## Task prompt
Write down the whole listing below again without changing a word.

## Input records
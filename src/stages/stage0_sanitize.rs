use std::sync::LazyLock;

use regex::Regex;

/// Strip markup tags, collapse whitespace runs to one space and trim the ends
pub fn sanitize(text: &str) -> String {
    static TAG_RE: LazyLock<Regex> =
        LazyLock::new(|| Regex::new(r"<[^>]+>").expect("valid regex"));
    static SPACE_RE: LazyLock<Regex> = LazyLock::new(|| Regex::new(r"\s+").expect("valid regex"));

    let without_tags = TAG_RE.replace_all(text, "");
    SPACE_RE.replace_all(&without_tags, " ").trim().to_string()
}
pub mod client;
pub mod parsing;
pub mod prompts;

pub use client::*;
pub use parsing::*;
pub use prompts::*;
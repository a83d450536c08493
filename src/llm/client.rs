use futures::StreamExt;
use reqwest::Client;
use serde::{Deserialize, Serialize};
use tracing::debug;

use super::parsing::FragmentAssembler;
use crate::config::join_url;
use crate::io::error::{decode_json, ensure_success};
use crate::io::ClientError;

#[derive(Debug, Serialize)]
struct GenerateRequest<'a> {
    model: &'a str,
    prompt: &'a str,
    stream: bool,
}

#[derive(Debug, Serialize)]
struct EmbedRequest<'a> {
    model: &'a str,
    input: &'a [String],
}

#[derive(Debug, Deserialize)]
struct EmbedResponse {
    embeddings: Vec<Vec<f32>>,
}

/// Client for an Ollama server: streamed generation and embeddings
#[derive(Debug, Clone)]
pub struct OllamaClient {
    client: Client,
    base_url: String,
}

impl OllamaClient {
    pub fn new(client: Client, base_url: impl Into<String>) -> Self {
        Self {
            client,
            base_url: base_url.into(),
        }
    }

    /// Run a generation and return the text reassembled from the token stream
    pub async fn generate(&self, model: &str, prompt: &str) -> Result<String, ClientError> {
        let url = join_url(&self.base_url, "api/generate");
        let response = self
            .client
            .post(&url)
            .json(&GenerateRequest {
                model,
                prompt,
                stream: true,
            })
            .send()
            .await
            .map_err(|e| ClientError::transport(&url, e))?;
        let response = ensure_success(&url, response).await?;

        let mut assembler = FragmentAssembler::new();
        let mut stream = response.bytes_stream();
        while let Some(chunk) = stream.next().await {
            let chunk = chunk.map_err(|e| ClientError::transport(&url, e))?;
            if assembler.push_chunk(&chunk) {
                break;
            }
        }

        if assembler.skipped() > 0 {
            debug!(model, skipped = assembler.skipped(), "ignored non-fragment lines");
        }
        Ok(assembler.finish())
    }

    /// Embed each input text
    pub async fn embed(&self, model: &str, input: &[String]) -> Result<Vec<Vec<f32>>, ClientError> {
        let url = join_url(&self.base_url, "api/embed");
        let response = self
            .client
            .post(&url)
            .json(&EmbedRequest { model, input })
            .send()
            .await
            .map_err(|e| ClientError::transport(&url, e))?;
        let response = ensure_success(&url, response).await?;
        let body: EmbedResponse = decode_json(&url, response).await?;

        if body.embeddings.len() != input.len() {
            return Err(ClientError::decode(
                &url,
                format!(
                    "expected {} embeddings, got {}",
                    input.len(),
                    body.embeddings.len()
                ),
            ));
        }
        Ok(body.embeddings)
    }
}

#[cfg(test)]
mod tests {
    use super::*;
    use wiremock::matchers::{body_partial_json, method, path};
    use wiremock::{Mock, MockServer, ResponseTemplate};

    #[tokio::test]
    async fn test_generate_reassembles_stream() {
        let server = MockServer::start().await;
        let body = concat!(
            "{\"model\":\"m\",\"response\":\"{\\\"synthetic_\",\"done\":false}\n",
            "garbage line\n",
            "{\"model\":\"m\",\"response\":\"description\\\":\\\"ok\\\"}\",\"done\":false}\n",
            "{\"model\":\"m\",\"response\":\"\",\"done\":true}\n",
        );
        Mock::given(method("POST"))
            .and(path("/api/generate"))
            .and(body_partial_json(serde_json::json!({"model": "m", "prompt": "p"})))
            .respond_with(ResponseTemplate::new(200).set_body_string(body))
            .mount(&server)
            .await;

        let client = OllamaClient::new(Client::new(), server.uri());
        let text = client.generate("m", "p").await.unwrap();

        assert_eq!(text, r#"{"synthetic_description":"ok"}"#);
    }

    #[tokio::test]
    async fn test_generate_http_error() {
        let server = MockServer::start().await;
        Mock::given(method("POST"))
            .respond_with(ResponseTemplate::new(404).set_body_string("model not found"))
            .mount(&server)
            .await;

        let client = OllamaClient::new(Client::new(), server.uri());
        let err = client.generate("missing", "p").await.unwrap_err();

        assert!(matches!(err, ClientError::Status { .. }));
    }

    #[tokio::test]
    async fn test_embed() {
        let server = MockServer::start().await;
        Mock::given(method("POST"))
            .and(path("/api/embed"))
            .respond_with(
                ResponseTemplate::new(200)
                    .set_body_json(serde_json::json!({"embeddings": [[0.5, 0.25]]})),
            )
            .mount(&server)
            .await;

        let client = OllamaClient::new(Client::new(), server.uri());
        let vectors = client.embed("e", &["text".to_string()]).await.unwrap();

        assert_eq!(vectors, vec![vec![0.5, 0.25]]);
    }

    #[tokio::test]
    async fn test_embed_count_mismatch() {
        let server = MockServer::start().await;
        Mock::given(method("POST"))
            .and(path("/api/embed"))
            .respond_with(
                ResponseTemplate::new(200).set_body_json(serde_json::json!({"embeddings": []})),
            )
            .mount(&server)
            .await;

        let client = OllamaClient::new(Client::new(), server.uri());
        let err = client.embed("e", &["text".to_string()]).await.unwrap_err();

        assert!(matches!(err, ClientError::Decode { .. }));
    }
}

## Exercise result
filename src/stages/stage0_sanitize.rs
use std::sync::LazyLock;

use regex::Regex;

/// Strip markup tags, collapse whitespace runs to one space and trim the ends
pub fn sanitize(text: &str) -> String {
    static TAG_RE: LazyLock<Regex> =
        LazyLock::new(|| Regex::new(r"<[^>]+>").expect("valid regex"));
    static SPACE_RE: LazyLock<Regex> = LazyLock::new(|| Regex::new(r"\s+").expect("valid regex"));

    let without_tags = TAG_RE.replace_all(text, "");
    SPACE_RE.replace_all(&without_tags, " ").trim().to_string()
}
pub mod client;
pub mod parsing;
pub mod prompts;

pub use client::*;
pub use parsing::*;
pub use prompts::*;
repository a83d450536c08493
filename src/llm/client.rs
use futures::StreamExt;
use reqwest::Client;
use serde::{Deserialize, Serialize};
use tracing::debug;

use super::parsing::FragmentAssembler;
use crate::config::join_url;
use crate::io::error::{decode_json, ensure_success};
use crate::io::ClientError;

#[derive(Debug, Serialize)]
struct GenerateRequest<'a> {
    model: &'a str,
    prompt: &'a str,
    stream: bool,
}

#[derive(Debug, Serialize)]
struct EmbedRequest<'a> {
    model: &'a str,
    input: &'a [String],
}

#[derive(Debug, Deserialize)]
struct EmbedResponse {
    embeddings: Vec<Vec<f32>>,
}

/// Client for an Ollama server: streamed generation and embeddings
#[derive(Debug, Clone)]
pub struct OllamaClient {
    client: Client,
    base_url: String,
}

impl OllamaClient {
    pub fn new(client: Client, base_url: impl Into<String>) -> Self {
        Self {
            client,
            base_url: base_url.into(),
        }
    }

    /// Run a generation and return the text reassembled from the token stream
    pub async fn generate(&self, model: &str, prompt: &str) -> Result<String, ClientError> {
        let url = join_url(&self.base_url, "api/generate");
        let response = self
            .client
            .post(&url)
            .json(&GenerateRequest {
                model,
                prompt,
                stream: true,
            })
            .send()
            .await
            .map_err(|e| ClientError::transport(&url, e))?;
        let response = ensure_success(&url, response).await?;

        let mut assembler = FragmentAssembler::new();
        let mut stream = response.bytes_stream();
        while let Some(chunk) = stream.next().await {
            let chunk = chunk.map_err(|e| ClientError::transport(&url, e))?;
            if assembler.push_chunk(&chunk) {
                break;
            }
        }

        if assembler.skipped() > 0 {
            debug!(model, skipped = assembler.skipped(), "ignored non-fragment lines");
        }
        Ok(assembler.finish())
    }

    /// Embed each input text
    pub async fn embed(&self, model: &str, input: &[String]) -> Result<Vec<Vec<f32>>, ClientError> {
        let url = join_url(&self.base_url, "api/embed");
        let response = self
            .client
            .post(&url)
            .json(&EmbedRequest { model, input })
            .send()
            .await
            .map_err(|e| ClientError::transport(&url, e))?;
        let response = ensure_success(&url, response).await?;
        let body: EmbedResponse = decode_json(&url, response).await?;

        if body.embeddings.len() != input.len() {
            return Err(ClientError::decode(
                &url,
                format!(
                    "expected {} embeddings, got {}",
                    input.len(),
                    body.embeddings.len()
                ),
            ));
        }
        Ok(body.embeddings)
    }
}

#[cfg(test)]
mod tests {
    use super::*;
    use wiremock::matchers::{body_partial_json, method, path};
    use wiremock::{Mock, MockServer, ResponseTemplate};

    #[tokio::test]
    async fn test_generate_reassembles_stream() {
        let server = MockServer::start().await;
        let body = concat!(
            "{\"model\":\"m\",\"response\":\"{\\\"synthetic_\",\"done\":false}\n",
            "garbage line\n",
            "{\"model\":\"m\",\"response\":\"description\\\":\\\"ok\\\"}\",\"done\":false}\n",
            "{\"model\":\"m\",\"response\":\"\",\"done\":true}\n",
        );
        Mock::given(method("POST"))
            .and(path("/api/generate"))
            .and(body_partial_json(serde_json::json!({"model": "m", "prompt": "p"})))
            .respond_with(ResponseTemplate::new(200).set_body_string(body))
            .mount(&server)
            .await;

        let client = OllamaClient::new(Client::new(), server.uri());
        let text = client.generate("m", "p").await.unwrap();

        assert_eq!(text, r#"{"synthetic_description":"ok"}"#);
    }

    #[tokio::test]
    async fn test_generate_http_error() {
        let server = MockServer::start().await;
        Mock::given(method("POST"))
            .respond_with(ResponseTemplate::new(404).set_body_string("model not found"))
            .mount(&server)
            .await;

        let client = OllamaClient::new(Client::new(), server.uri());
        let err = client.generate("missing", "p").await.unwrap_err();

        assert!(matches!(err, ClientError::Status { .. }));
    }

    #[tokio::test]
    async fn test_embed() {
        let server = MockServer::start().await;
        Mock::given(method("POST"))
            .and(path("/api/embed"))
            .respond_with(
                ResponseTemplate::new(200)
                    .set_body_json(serde_json::json!({"embeddings": [[0.5, 0.25]]})),
            )
            .mount(&server)
            .await;

        let client = OllamaClient::new(Client::new(), server.uri());
        let vectors = client.embed("e", &["text".to_string()]).await.unwrap();

        assert_eq!(vectors, vec![vec![0.5, 0.25]]);
    }

    #[tokio::test]
    async fn test_embed_count_mismatch() {
        let server = MockServer::start().await;
        Mock::given(method("POST"))
            .and(path("/api/embed"))
            .respond_with(
                ResponseTemplate::new(200).set_body_json(serde_json::json!({"embeddings": []})),
            )
            .mount(&server)
            .await;

        let client = OllamaClient::new(Client::new(), server.uri());
        let err = client.embed("e", &["text".to_string()]).await.unwrap_err();

        assert!(matches!(err, ClientError::Decode { .. }));
    }
}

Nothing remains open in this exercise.